Wenn DIMO DIMOV schon einmal gelebt hat, dann als Schamane im mittelalterlichen Bulgarien, das steht nach diesem Album fest. "Yer Su" widmet sich dem
Tengrismus, dem Glauben aller Turk- und mongolischen Völker Zentralasiens während der ersten Jahrhunderte unserer Zeitrechnung. Datierte Aufzeichnungen zu dieser Naturreligion reichen zurück bis ins 4. Jahrhundert nach Christus. Auch das Turkvolk der Protobulgaren, den Vorfahren der slawischen Bulgaren, verehrte damals Tengri, eine männliche Gottheit, welche oft sehr allgemein als 'Geist des Himmels' oder 'endloser blauer Himmel' beschrieben wurde. Wichtigster Bestandteil des Tengrismus war die These, dass alles in der Natur von Tengris Geistern bewohnt wird (
Animismus). Für Bulgarien erklärte Zar
BORIS MICHAEL KHAN im Jahr 864 das Christentum zur Religion. Damit hörte der bulgarische Tengrismus offiziell im 9. Jahrhundert auf zu existieren, wenngleich sich viele Namensgebungen – etwa für den Berg Tangra (= Tengri) – weit länger hielten. Mit "Yer Su" wurden die Erd- und Wassergeister des Tengrismus bezeichnet, die also Steine, Seen oder Flüsse beherrschten. Hier kam der Schamane ins Spiel, der Verbindungsmann zu diesen Naturgeistern. (Tengrismus wird bis heute auch als 'Schamanismus' bezeichnet.) Er hatte vor allem die mächtigsten "Yer Su" milde zu stimmen, die ansonsten der Legende nach in der Lage waren, ganze Volksstämme zu vertreiben. Diese Rolle füllt der aus Bulgarien stammende und mittlerweile in Deutschland lebende DIMO DIMOV, wenn auch einige hundert Jahre später, mit seiner Präsenz und der tiefen, beschwörenden Stimme ganz hervorragend aus.

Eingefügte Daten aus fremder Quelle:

//! Conversation orchestrator
//!
//! Sequences capture, transcription, query, synthesis and playback for the
//! typed and spoken paths. Every failure is caught here, reported through the
//! [`Notifier`], and the busy flag is cleared on every exit path.

use std::sync::{Arc, Mutex, MutexGuard, PoisonError};

use tokio::sync::watch;

use crate::config::Config;
use crate::http::build_client;
use crate::notify::{Notification, NotificationCategory, Notifier};
use crate::query::{QueryBackend, QueryClient};
use crate::voice::{
    CaptureController, CaptureState, MicrophoneDevice, PlaybackController, SpeakerSink,
    SynthesisClient, Synthesizer, Transcriber, TranscriptionClient,
};
use crate::{Error, Result};

use super::pipeline::{
    SpeechOutcome, TurnOutcome, VoiceOutcome, query_stage, synthesize_stage, transcribe_stage,
};
use super::{ConversationMessage, ConversationSession};

/// Snapshot of what the client is doing
#[derive(Debug, Clone, Copy, PartialEq, Eq)]
pub struct Status {
    /// Microphone state
    pub capture: CaptureState,
    /// A turn is in flight
    pub busy: bool,
    /// An utterance is playing
    pub speaking: bool,
}

/// Holds the busy flag for one turn and clears it on drop
struct BusyGuard<'a> {
    session: &'a watch::Sender<ConversationSession>,
}

impl<'a> BusyGuard<'a> {
    /// Set the busy flag, or `None` if a turn already holds it
    fn acquire(session: &'a watch::Sender<ConversationSession>) -> Option<Self> {
        let acquired = session.send_if_modified(|s| {
            if s.is_busy() {
                false
            } else {
                *s = std::mem::take(s).set_busy(true);
                true
            }
        });
        acquired.then_some(Self { session })
    }
}

impl Drop for BusyGuard<'_> {
    fn drop(&mut self) {
        self.session
            .send_modify(|s| *s = std::mem::take(s).set_busy(false));
    }
}

/// Top-level coordinator for one conversation
pub struct Orchestrator {
    session: watch::Sender<ConversationSession>,
    capture: Mutex<CaptureController>,
    transcriber: Arc<dyn Transcriber>,
    query: Arc<dyn QueryBackend>,
    synthesizer: Arc<dyn Synthesizer>,
    playback: PlaybackController,
    notifier: Arc<dyn Notifier>,
}

impl Orchestrator {
    /// Wire an orchestrator from its collaborators
    ///
    /// Playback failures are reported to the notifier as they happen.
    #[must_use]
    pub fn new(
        capture: CaptureController,
        transcriber: Arc<dyn Transcriber>,
        query: Arc<dyn QueryBackend>,
        synthesizer: Arc<dyn Synthesizer>,
        mut playback: PlaybackController,
        notifier: Arc<dyn Notifier>,
    ) -> Self {
        let reporter = Arc::clone(&notifier);
        playback.on_failure(move |utterance, message| {
            tracing::warn!(utterance, %message, "playback failed");
            reporter.notify(Notification::new(
                NotificationCategory::Audio,
                Error::PlaybackFailed(message.to_string()).to_string(),
            ));
        });

        let (session, _) = watch::channel(ConversationSession::new());
        Self {
            session,
            capture: Mutex::new(capture),
            transcriber,
            query,
            synthesizer,
            playback,
            notifier,
        }
    }

    /// Wire the real microphone, speakers and service clients
    ///
    /// # Errors
    ///
    /// Returns error if the HTTP client cannot be built
    pub fn from_config(config: &Config, notifier: Arc<dyn Notifier>) -> Result<Self> {
        let client = build_client(config.request_timeout)?;
        let endpoints = &config.endpoints;

        Ok(Self::new(
            CaptureController::new(Box::new(MicrophoneDevice::new())),
            Arc::new(TranscriptionClient::new(client.clone(), &endpoints.asr_url)),
            Arc::new(QueryClient::new(client.clone(), &endpoints.orchestrator_url)),
            Arc::new(SynthesisClient::new(
                client,
                &endpoints.tts_url,
                config.voice.tts_speed,
            )),
            PlaybackController::new(Arc::new(SpeakerSink::new())),
            notifier,
        ))
    }

    fn capture(&self) -> MutexGuard<'_, CaptureController> {
        self.capture.lock().unwrap_or_else(PoisonError::into_inner)
    }

    fn report(&self, err: &Error) {
        if err.aborts_turn() {
            tracing::error!(error = %err, "turn failed");
        } else {
            tracing::warn!(error = %err, "speech skipped");
        }
        self.notifier.notify(Notification::from_error(err));
    }

    /// Send typed text as one turn
    ///
    /// Ignored while a turn is in flight, while the microphone is active, or
    /// when the text is blank.
    pub async fn send_text(&self, text: &str) -> TurnOutcome {
        let capture = self.capture().state();
        if capture != CaptureState::Idle {
            tracing::debug!(state = capture.label(), "text ignored while microphone active");
            return TurnOutcome::Ignored;
        }

        let Some(_busy) = BusyGuard::acquire(&self.session) else {
            tracing::debug!("text ignored while busy");
            return TurnOutcome::Ignored;
        };

        self.run_turn(text).await
    }

    /// Voice button: start recording when idle, finish the turn when recording
    pub async fn send_voice(&self) -> VoiceOutcome {
        let state = self.capture().state();
        match state {
            CaptureState::Idle => self.start_recording(),
            CaptureState::Recording => self.finish_recording().await,
            CaptureState::Processing => {
                tracing::debug!("voice ignored while finalizing a clip");
                VoiceOutcome::Ignored
            }
        }
    }

    fn start_recording(&self) -> VoiceOutcome {
        if self.session.borrow().is_busy() {
            tracing::debug!("voice ignored while busy");
            return VoiceOutcome::Ignored;
        }

        let started = self.capture().start();
        match started {
            Ok(()) => VoiceOutcome::Recording,
            Err(e) => {
                self.report(&e);
                VoiceOutcome::Failed(e)
            }
        }
    }

    async fn finish_recording(&self) -> VoiceOutcome {
        let Some(_busy) = BusyGuard::acquire(&self.session) else {
            return VoiceOutcome::Ignored;
        };

        let pending = self.capture().begin_stop();
        let pending = match pending {
            Ok(pending) => pending,
            Err(e) => {
                self.report(&e);
                return VoiceOutcome::Failed(e);
            }
        };

        let clip = pending.finalize().await;
        self.capture().finish();

        let transcription = match clip {
            Ok(clip) => transcribe_stage(self.transcriber.as_ref(), &clip).await,
            Err(e) => Err(e),
        };

        match transcription {
            Ok(transcription) => VoiceOutcome::Turn(self.run_turn(&transcription.text).await),
            Err(e) => {
                self.report(&e);
                VoiceOutcome::Failed(e)
            }
        }
    }

    /// Query, answer, speak. The caller holds the busy flag.
    async fn run_turn(&self, text: &str) -> TurnOutcome {
        let mut pending = None;
        self.session.send_if_modified(|s| {
            let (next, turn) = std::mem::take(s).submit(text);
            *s = next;
            pending = turn;
            pending.is_some()
        });
        let Some(turn) = pending else {
            return TurnOutcome::Ignored;
        };

        let result = match query_stage(self.query.as_ref(), &turn).await {
            Ok(result) => result,
            Err(e) => {
                self.report(&e);
                return TurnOutcome::Aborted(e);
            }
        };

        self.session
            .send_modify(|s| *s = std::mem::take(s).respond(result.response_text.as_str()));

        let speech = self.speak(&result.response_text).await;
        TurnOutcome::Answered { result, speech }
    }

    async fn speak(&self, text: &str) -> SpeechOutcome {
        match synthesize_stage(self.synthesizer.as_ref(), text).await {
            Ok(audio) => SpeechOutcome::Playing(self.playback.play(audio).utterance()),
            Err(e) => {
                self.report(&e);
                SpeechOutcome::Skipped(e)
            }
        }
    }

    /// Discard an active recording without transcribing it
    pub fn cancel_recording(&self) -> bool {
        self.capture().cancel()
    }

    /// Pull new microphone audio, returning its level while recording
    pub fn pump_capture(&self) -> Option<f32> {
        self.capture().pump()
    }

    /// Clear the history; refused while a turn or recording is active
    pub fn reset(&self) -> bool {
        if self.capture().state() != CaptureState::Idle {
            return false;
        }
        self.session.send_if_modified(|s| {
            if s.is_busy() {
                false
            } else {
                *s = std::mem::take(s).reset();
                true
            }
        })
    }

    /// Copy of the history
    #[must_use]
    pub fn history(&self) -> Vec<ConversationMessage> {
        self.session.borrow().history().to_vec()
    }

    /// Current status
    #[must_use]
    pub fn status(&self) -> Status {
        Status {
            capture: self.capture().state(),
            busy: self.session.borrow().is_busy(),
            speaking: self.playback.is_playing(),
        }
    }

    /// Observe session changes
    #[must_use]
    pub fn subscribe(&self) -> watch::Receiver<ConversationSession> {
        self.session.subscribe()
    }

    /// Observe microphone state changes
    #[must_use]
    pub fn subscribe_capture(&self) -> watch::Receiver<CaptureState> {
        self.capture().subscribe()
    }

    /// The playback controller
    #[must_use]
    pub const fn playback(&self) -> &PlaybackController {
        &self.playback
    }
}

Das musikalische Konzept ähnelt dem der letzten SVARROGH-Veröffentlichungen: Zu Balkanfolk, der zwar kaum noch an den Black Metal der Anfangstage erinnert, aber nach wie vor eine düstere, urige Atmosphäre ausstrahlt, tauchen verschiedene Stimmen auf. In diversen Sprachen (Bulgarisch, Italienisch, Englisch, Litauisch), mal singend, mal rezitierend, werden mystische, altertümlich anmutende Texte vorgetragen. Dennoch unterscheidet sich "Yer Su" deutlich von zum Beispiel der jüngsten EP "Temple Of The Sun" (
NONPOP-Besprechung). Während die Musik dort noch klar in einzelne Songs eingeteilt war, die sich voneinander abhoben, fließen auf dem neuen Album alle Tracks ineinander, wachsen zusammen. Die Nahtstellen werden gekittet mit 'field recordings' von knirschenden Schritten im Schnee und immer wiederkehrendem, wehmütigem Mädchengesang, wie sich überhaupt viele Zutaten wiederholen, was den rituellen Charakter des Albums verstärkt. Es entsteht ein einziger, 80 Minuten langer 'Beschwörungssong', in dem auch die – wie auf jedem SVARROGH-Album zahlreichen – internationalen Gäste aufgehen, die allesamt weniger tragende Parts spielen als sonst: KOSTAS (
DÉFILÉ DES ÂMES, Klarinette), MARCEL P. (
ALLERSEELEN, Vocals und Lyrics), VALENTINA (
DER FEUERKREINER, Vocals) und MICHAEL (
NEGURA BUNGET, Elektronik).
Ausgangspunkt und breite Basis von "Yer Su" sind, zusammen mit DIMOs Schamanenstimme, die traditionellen bulgarischen Instrumente, die DIMO als ausgebildeter Musiker (Klavier und Schlagzeug) alle selbst bedient: Dudelsack, Balkangeige, Mandoline, Balkanflöte und Okarina (Tonflöte), jedes Instrument handgefertigt in einer der zahlreichen Folklore-Hochburgen des Landes. Bis heute lehrt Bulgarien seine Jugend an Folklore-Hochschulen Fächer wie Instrumenten- oder Trachtenkunde. Behutsam über den Folk gestreut, als scharfe Gewürze sozusagen, werden Gitarren, Drums, einige Drones und ganz selten harsches Noise-Geknarze. Dazu flüstern, grummeln, beten und singen DIMO und seine Begleiter, mal wie ein russischer Männerchor, mal wie Obertonsänger aus Tuva. Fetzen bulgarischer Gedichte aus dem 19. Jahrhundert werden ebenso vertont wie Teile litauischer Geisterbeschwörungen. Wake Up Sky, Wake Up Stone, Wake Up Earth, Wake Up Water! Was bei dieser unüberschaubaren Vielfalt der Bestandteile (noch längst sind nicht alle aufgezählt) am meisten überrascht: "Yer Su" wirkt an keiner Stelle überfrachtet oder beliebig, sondern im Gegenteil stets so aufregend und lebendig, als wäre das Album spontan eingespielt worden, mit viel Improvisation und mehr Rücksicht auf die Stimmung als auf Songstrukturen. So erinnert es manchmal an die rauen
WALDTEUFEL-Songs, ohne jedoch deren Purismus zu lange durchzuhalten.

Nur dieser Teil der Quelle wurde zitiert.